Throughout the week, Clay Risen, the managing editor of Democracy, will be covering economic developments for us on The Plank.
At least the Treasury is doing something right: Yesterday the department agreed on a set of principles governing sovereign wealth funds with Abu Dhabi and Singapore. (Read their joint statement here). This is huge news. Such funds, essentially state-run investment pools boosted by export and natural-resource wealth, have been on a massive buying spree recently, scooping up stocks and debt around the world. Some, like those from Norway and Singapore, are fairly transparent and originate in largely peaceful, democratic countries. But you can understand the concern when, say, Russia or China gets in on the act.

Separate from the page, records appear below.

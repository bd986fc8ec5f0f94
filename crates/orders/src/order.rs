//! Order records and the commands the order workflow accepts.
//!
//! An order is a header row (customer, reference, date) plus one detail row
//! per line item the caller submitted. Details are replaced wholesale on
//! update; the stock consequences of doing so are computed in [`crate::stock`]
//! and applied by the workflow.

use chrono::{DateTime, NaiveDate, Utc};
use serde::{Deserialize, Serialize};

use comptoir_core::{CustomerId, DomainError, DomainResult, OrderDetailId, OrderId, ProductId};

/// One (product, quantity) pair within an order request.
#[derive(Debug, Clone, Copy, PartialEq, Eq, Serialize, Deserialize)]
pub struct LineItem {
    pub product_id: ProductId,
    pub quantity: i64,
}

/// Order header.
#[derive(Debug, Clone, PartialEq, Eq, Serialize, Deserialize)]
pub struct Order {
    pub id: OrderId,
    pub customer_id: CustomerId,
    /// Human-facing order reference, unique across all orders.
    pub order_num: String,
    pub order_date: NaiveDate,
    pub created_at: DateTime<Utc>,
}

impl Order {
    pub fn new(
        id: OrderId,
        customer_id: CustomerId,
        order_num: String,
        order_date: NaiveDate,
        created_at: DateTime<Utc>,
    ) -> Self {
        Self {
            id,
            customer_id,
            order_num,
            order_date,
            created_at,
        }
    }
}

/// One line of an order as stored: which product and how many units.
#[derive(Debug, Clone, PartialEq, Eq, Serialize, Deserialize)]
pub struct OrderDetail {
    pub id: OrderDetailId,
    pub order_id: OrderId,
    pub product_id: ProductId,
    pub order_quantity: i64,
}

impl OrderDetail {
    pub fn from_line_item(order_id: OrderId, item: &LineItem) -> Self {
        Self {
            id: OrderDetailId::new(),
            order_id,
            product_id: item.product_id,
            order_quantity: item.quantity,
        }
    }
}

/// An order header together with all of its detail rows.
#[derive(Debug, Clone, PartialEq, Eq, Serialize, Deserialize)]
pub struct OrderWithDetails {
    pub order: Order,
    pub details: Vec<OrderDetail>,
}

/// Request to place a new order.
#[derive(Debug, Clone, PartialEq, Eq)]
pub struct PlaceOrder {
    pub customer_id: CustomerId,
    pub order_date: NaiveDate,
    pub line_items: Vec<LineItem>,
}

/// Full-replace update of an existing order: customer, date and the whole
/// set of line items. The order keeps its reference.
#[derive(Debug, Clone, PartialEq, Eq)]
pub struct UpdateOrder {
    pub order_id: OrderId,
    pub customer_id: CustomerId,
    pub order_date: NaiveDate,
    pub line_items: Vec<LineItem>,
}

/// Checks the line items of a place or update request: at least one line,
/// and every line asks for at least one unit.
pub fn validate_line_items(items: &[LineItem]) -> DomainResult<()> {
    if items.is_empty() {
        return Err(DomainError::validation(
            "an order needs at least one line item",
        ));
    }
    for item in items {
        if item.quantity < 1 {
            return Err(DomainError::validation(
                "order quantity must be at least 1",
            ));
        }
    }
    Ok(())
}

#[cfg(test)]
mod tests {
    use super::*;

    #[test]
    fn empty_line_items_are_rejected() {
        let err = validate_line_items(&[]).unwrap_err();
        assert!(matches!(err, DomainError::Validation(_)));
    }

    #[test]
    fn zero_and_negative_quantities_are_rejected() {
        let items = vec![LineItem {
            product_id: ProductId::new(),
            quantity: 0,
        }];
        assert!(validate_line_items(&items).is_err());

        let items = vec![
            LineItem {
                product_id: ProductId::new(),
                quantity: 3,
            },
            LineItem {
                product_id: ProductId::new(),
                quantity: -2,
            },
        ];
        assert!(validate_line_items(&items).is_err());
    }

    #[test]
    fn single_unit_lines_pass() {
        let items = vec![LineItem {
            product_id: ProductId::new(),
            quantity: 1,
        }];
        assert!(validate_line_items(&items).is_ok());
    }

    #[test]
    fn detail_rows_mirror_the_submitted_line() {
        let order_id = OrderId::new();
        let item = LineItem {
            product_id: ProductId::new(),
            quantity: 4,
        };
        let detail = OrderDetail::from_line_item(order_id, &item);
        assert_eq!(detail.order_id, order_id);
        assert_eq!(detail.product_id, item.product_id);
        assert_eq!(detail.order_quantity, 4);
    }
}
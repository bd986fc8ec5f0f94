//! Request DTOs.
//!
//! Ids arrive as strings and are parsed in the handlers so a malformed id
//! answers 400 instead of a serde error. List endpoints take `page` and
//! `per_page` query params with a per-resource default page size.

use chrono::NaiveDate;
use serde::Deserialize;

use comptoir_infra::Page;

/// `?page=&per_page=` with a per-resource default page size.
#[derive(Debug, Clone, Copy, Deserialize, Default)]
pub struct PageQuery {
    pub page: Option<u32>,
    pub per_page: Option<u32>,
}

impl PageQuery {
    pub fn to_page(self, default_per_page: u32) -> Page {
        Page::new(
            self.page.unwrap_or(1),
            self.per_page.unwrap_or(default_per_page),
        )
    }
}

#[derive(Debug, Deserialize)]
pub struct CategoryRequest {
    pub name: String,
}

#[derive(Debug, Deserialize)]
pub struct ProductRequest {
    pub name: String,
    /// Unit price in the smallest currency unit.
    pub price: i64,
    pub quantity: i64,
    #[serde(default)]
    pub description: String,
    #[serde(default)]
    pub image: Option<String>,
    pub category_id: String,
}

#[derive(Debug, Deserialize)]
pub struct CustomerRequest {
    pub name: String,
    #[serde(default)]
    pub address: String,
    #[serde(default)]
    pub phone: String,
}

#[derive(Debug, Deserialize)]
pub struct LineItemRequest {
    pub product_id: String,
    pub quantity: i64,
}

#[derive(Debug, Deserialize)]
pub struct PlaceOrderRequest {
    pub customer_id: String,
    pub order_date: NaiveDate,
    pub line_items: Vec<LineItemRequest>,
}

#[derive(Debug, Deserialize)]
pub struct UpdateOrderRequest {
    pub customer_id: String,
    pub order_date: NaiveDate,
    pub line_items: Vec<LineItemRequest>,
}
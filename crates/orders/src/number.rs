//! Order reference generation.
//!
//! References look like `COM482`: a fixed prefix plus a number drawn from
//! [100, 1000). The space is small, so the workflow retries on collision and
//! gives up after a bounded number of attempts.

use rand::Rng;

pub const ORDER_NUM_PREFIX: &str = "COM";

/// How many candidate references the workflow tries before reporting a
/// conflict to the caller.
pub const MAX_ORDER_NUM_ATTEMPTS: usize = 5;

/// Draws one candidate order reference.
pub fn generate_order_num<R: Rng>(rng: &mut R) -> String {
    format!("{ORDER_NUM_PREFIX}{}", rng.gen_range(100..1000))
}
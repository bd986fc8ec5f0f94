//! Infrastructure layer: storage ports, their backends, and the order
//! workflow that coordinates stock against them.

pub mod store;
pub mod workflow;

pub use store::{
    CatalogStore, CustomerStore, MemoryStore, OrderStore, Page, Paginated, PostgresStore,
    StoreError,
};
pub use workflow::{CustomerSnapshot, OrderWorkflow, ProductSnapshot, WorkflowError};
//! `comptoir-customers` — customer records for the back office.

pub mod customer;

pub use customer::{Customer, CustomerFields};
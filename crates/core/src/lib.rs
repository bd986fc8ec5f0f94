//! `comptoir-core` — domain foundation building blocks.
//!
//! This crate contains **pure domain** primitives (no infrastructure concerns).

pub mod error;
pub mod id;

pub use error::{DomainError, DomainResult};
pub use id::{CategoryId, CustomerId, OrderDetailId, OrderId, ProductId};
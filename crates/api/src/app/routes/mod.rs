//! HTTP routes, one module per resource.

use axum::Router;

pub mod categories;
pub mod customers;
pub mod orders;
pub mod products;
pub mod system;

pub fn router() -> Router {
    Router::new()
        .merge(categories::router())
        .merge(customers::router())
        .merge(orders::router())
        .merge(products::router())
}
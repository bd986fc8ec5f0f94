use std::sync::Arc;

use axum::{
    Json, Router,
    extract::{Extension, Path, Query},
    http::StatusCode,
    response::IntoResponse,
    routing::get,
};
use chrono::Utc;

use comptoir_catalog::{Category, CategoryFields};
use comptoir_core::CategoryId;

use crate::app::services::AppServices;
use crate::app::{dto, errors};

pub fn router() -> Router {
    Router::new()
        .route("/categories", get(list_categories).post(create_category))
        .route(
            "/categories/:id",
            get(get_category).put(update_category).delete(delete_category),
        )
}

pub async fn list_categories(
    Extension(services): Extension<Arc<AppServices>>,
    Query(query): Query<dto::PageQuery>,
) -> axum::response::Response {
    match services.catalog.list_categories(query.to_page(10)).await {
        Ok(page) => Json(page).into_response(),
        Err(e) => errors::store_error_to_response(e),
    }
}

pub async fn create_category(
    Extension(services): Extension<Arc<AppServices>>,
    Json(body): Json<dto::CategoryRequest>,
) -> axum::response::Response {
    let category = match Category::new(CategoryId::new(), CategoryFields { name: body.name }, Utc::now())
    {
        Ok(c) => c,
        Err(e) => return errors::domain_error_to_response(e),
    };

    if let Err(e) = services.catalog.insert_category(&category).await {
        return errors::store_error_to_response(e);
    }
    (StatusCode::CREATED, Json(category)).into_response()
}

pub async fn get_category(
    Extension(services): Extension<Arc<AppServices>>,
    Path(id): Path<String>,
) -> axum::response::Response {
    let id: CategoryId = match id.parse() {
        Ok(v) => v,
        Err(e) => return errors::domain_error_to_response(e),
    };
    match services.catalog.get_category(id).await {
        Ok(Some(category)) => Json(category).into_response(),
        Ok(None) => errors::json_error(StatusCode::NOT_FOUND, "not_found", "category not found"),
        Err(e) => errors::store_error_to_response(e),
    }
}

pub async fn update_category(
    Extension(services): Extension<Arc<AppServices>>,
    Path(id): Path<String>,
    Json(body): Json<dto::CategoryRequest>,
) -> axum::response::Response {
    let id: CategoryId = match id.parse() {
        Ok(v) => v,
        Err(e) => return errors::domain_error_to_response(e),
    };
    let mut category = match services.catalog.get_category(id).await {
        Ok(Some(c)) => c,
        Ok(None) => {
            return errors::json_error(StatusCode::NOT_FOUND, "not_found", "category not found");
        }
        Err(e) => return errors::store_error_to_response(e),
    };

    if let Err(e) = category.apply_fields(CategoryFields { name: body.name }) {
        return errors::domain_error_to_response(e);
    }
    if let Err(e) = services.catalog.update_category(&category).await {
        return errors::store_error_to_response(e);
    }
    Json(category).into_response()
}

pub async fn delete_category(
    Extension(services): Extension<Arc<AppServices>>,
    Path(id): Path<String>,
) -> axum::response::Response {
    let id: CategoryId = match id.parse() {
        Ok(v) => v,
        Err(e) => return errors::domain_error_to_response(e),
    };
    match services.catalog.delete_category(id).await {
        Ok(()) => StatusCode::NO_CONTENT.into_response(),
        Err(e) => errors::store_error_to_response(e),
    }
}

As investment vehicles, these funds inject badly needed cash into the global market; as state-run entities, they run the risk of being used for political ends. Predictably, there has been a bubbling hubbub in the United States and Europe about regulating, or even excluding, sovereign wealth, at precisely the moment when we could really use the money--which, frustratingly, is not to say that the skeptics are wrong.
The principles elucidated in Washington are a good step beyond that pickle. They call for the funds to institute transparent governance controls, respect host-country rules, and base "solely on commercial grounds, rather than to advance, directly or indirectly, the geopolitical goals of the controlling government." In exchange, the U.S. will not raise barriers and regulate them like any other fund.
The issue now is whether these steps can be taken beyond the trilateral level. Singapore and Abu Dhabi are friendly, go-along states that have little to hide. The same can't be said of many other funds. The International Monetary Fund and the Organization for Economic Cooperation and Development are currently working on a set of voluntary multilateral principles, and yesterday's agreement will hopefully reinforce those. But (sorry to toot my own horn) as Joshua Kurlantzick explains in the new issue of Democracy, voluntary principles mean nothing to countries that won't play. The final step needs to be either a regulatory framework or an agreement among fund states and receiving states to exclude investments from those countries that won't play ball.